The impact of survey design on data quality
Obtaining accurate survey data on ethnic minorities is not easy. Ethnic minorities are usually underrepresented in surveys, and it is moreover not certain that those who do take part in surveys are representative of the group the researcher is interested in. For example, is it only people with a high education level who take part? To ensure that everyone can participate, a tailor-made approach is needed, for example by translating the questionnaires and using interviewers with the same ethnic background as the intended respondents. This tailor-made approach can lead to higher response rates, but can we be certain that a translated questionnaire still measures the same things as the original? In order for the results to be regarded as reliable, survey data need to be of good quality, different groups need to be readily comparable – despite linguistic differences – and ideally the data should also be available quickly. How quickly the results are needed and the overall budget also determine the upper limit of the data quality: obtaining a high response, for example, requires a longer fieldwork period.
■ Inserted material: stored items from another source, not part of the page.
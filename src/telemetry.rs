use crate::protocol::TELEMETRY_FRAME_LEN;
use serde::{Deserialize, Serialize};
use std::{fmt, time::Duration};

/// One decoded telemetry notification
///
/// Frame layout after the per-byte `-1` correction:
/// - Bytes 3-5: elapsed hours, minutes, seconds
/// - Bytes 6-7: speed (`100*hi + lo`, 0.1 km/h)
/// - Bytes 8-9: cadence in rpm
/// - Bytes 10-11: distance (0.1 km)
/// - Bytes 12-13: calories (kcal)
/// - Bytes 14-15: heart rate (bpm)
/// - Bytes 16-17: power (0.1 W)
/// - Byte 18: resistance level
#[derive(Debug, Clone, Copy, PartialEq, Serialize, Deserialize)]
pub struct TelemetrySample {
    /// Elapsed hours
    pub hours: u8,
    /// Elapsed minutes within the hour
    pub minutes: u8,
    /// Elapsed seconds within the minute
    pub seconds: u8,
    /// Speed in km/h
    pub speed: f32,
    /// Pedal cadence
    pub rpm: u16,
    /// Distance in km
    pub distance: f32,
    /// Energy in kcal
    pub calories: u16,
    /// Heart rate in bpm
    pub heart_rate: u16,
    /// Power in watts
    pub watt: f32,
    /// Resistance level reported by the console
    pub level: u8,
}

impl TelemetrySample {
    /// Whole minutes elapsed, used to index the level schedule
    #[must_use]
    pub fn elapsed_minute(&self) -> u32 {
        u32::from(self.minutes) + 60 * u32::from(self.hours)
    }

    /// Elapsed session time
    #[must_use]
    pub fn elapsed(&self) -> Duration {
        Duration::from_secs(
            u64::from(self.hours) * 3600 + u64::from(self.minutes) * 60 + u64::from(self.seconds),
        )
    }
}

impl fmt::Display for TelemetrySample {
    fn fmt(&self, f: &mut fmt::Formatter<'_>) -> fmt::Result {
        write!(
            f,
            "{:02}:{:02}:{:02}",
            self.hours, self.minutes, self.seconds
        )
    }
}

/// Decode a 21-byte telemetry frame
///
/// The console adds 1 to every byte so no zero appears mid-frame; a zero byte
/// (never sent by a healthy console) decodes as 0 rather than wrapping.
#[must_use]
pub fn parse_telemetry(raw: &[u8; TELEMETRY_FRAME_LEN]) -> TelemetrySample {
    let data = raw.map(|b| b.saturating_sub(1));
    let pair = |hi: usize| 100 * u16::from(data[hi]) + u16::from(data[hi + 1]);

    TelemetrySample {
        hours: data[3],
        minutes: data[4],
        seconds: data[5],
        speed: f32::from(pair(6)) / 10.0,
        rpm: pair(8),
        distance: f32::from(pair(10)) / 10.0,
        calories: pair(12),
        heart_rate: pair(14),
        watt: f32::from(pair(16)) / 10.0,
        level: data[18],
    }
}

#[cfg(test)]
pub(crate) mod tests {
    use super::*;

    /// Build an encoded frame the way the console does
    pub(crate) fn encode_frame(
        (hours, minutes, seconds): (u8, u8, u8),
        speed_tenths: u16,
        rpm: u16,
        distance_tenths: u16,
        calories: u16,
        heart_rate: u16,
        watt_tenths: u16,
        level: u8,
    ) -> [u8; TELEMETRY_FRAME_LEN] {
        let mut data = [0u8; TELEMETRY_FRAME_LEN];
        let mut put_pair = |at: usize, value: u16| {
            data[at] = u8::try_from(value / 100).unwrap();
            data[at + 1] = u8::try_from(value % 100).unwrap();
        };
        put_pair(6, speed_tenths);
        put_pair(8, rpm);
        put_pair(10, distance_tenths);
        put_pair(12, calories);
        put_pair(14, heart_rate);
        put_pair(16, watt_tenths);
        data[3] = hours;
        data[4] = minutes;
        data[5] = seconds;
        data[18] = level;
        data.map(|b| b + 1)
    }

    #[test]
    fn test_parse_telemetry() {
        let raw = encode_frame((0, 12, 34), 153, 80, 24, 120, 140, 955, 8);
        let sample = parse_telemetry(&raw);

        assert_eq!(sample.hours, 0);
        assert_eq!(sample.minutes, 12);
        assert_eq!(sample.seconds, 34);
        assert_eq!(sample.speed, 15.3);
        assert_eq!(sample.rpm, 80);
        assert_eq!(sample.distance, 2.4);
        assert_eq!(sample.calories, 120);
        assert_eq!(sample.heart_rate, 140);
        assert_eq!(sample.watt, 95.5);
        assert_eq!(sample.level, 8);
    }

    #[test]
    fn test_pair_combination() {
        // speed bytes 0x02 0x36 -> 1*100 + 53 = 153 -> 15.3 km/h
        let mut raw = [1u8; TELEMETRY_FRAME_LEN];
        raw[6] = 0x02;
        raw[7] = 0x36;
        let sample = parse_telemetry(&raw);
        assert_eq!(sample.speed, 15.3);
        assert_eq!(sample.rpm, 0);
    }

    #[test]
    fn test_zero_bytes_do_not_wrap() {
        let sample = parse_telemetry(&[0u8; TELEMETRY_FRAME_LEN]);
        assert_eq!(sample.level, 0);
        assert_eq!(sample.heart_rate, 0);
    }

    #[test]
    fn test_elapsed_minute() {
        let sample = parse_telemetry(&encode_frame((1, 5, 59), 0, 0, 0, 0, 0, 0, 1));
        assert_eq!(sample.elapsed_minute(), 65);
        assert_eq!(sample.elapsed(), Duration::from_secs(3600 + 5 * 60 + 59));
        assert_eq!(sample.to_string(), "01:05:59");
    }
}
The relationship between the survey design and the quality of the survey data is the central focus of this book. With regard to data quality, the emphasis is on two aspects of data quality that seem to be the most relevant in this context: accuracy and comparability. For accuracy, we mainly focus on representativeness, or how well the population under study is represented by the respondents of a survey, and measurement, i.e. how the way in which data are collected from respondents might affect the responses they give. The focus as regards comparability is on the comparability of data collected from different minority groups. The data are drawn from several large-scale surveys conducted among non-Western minorities in the Netherlands. Attention is also paid to the costs of surveys among non-Western minorities.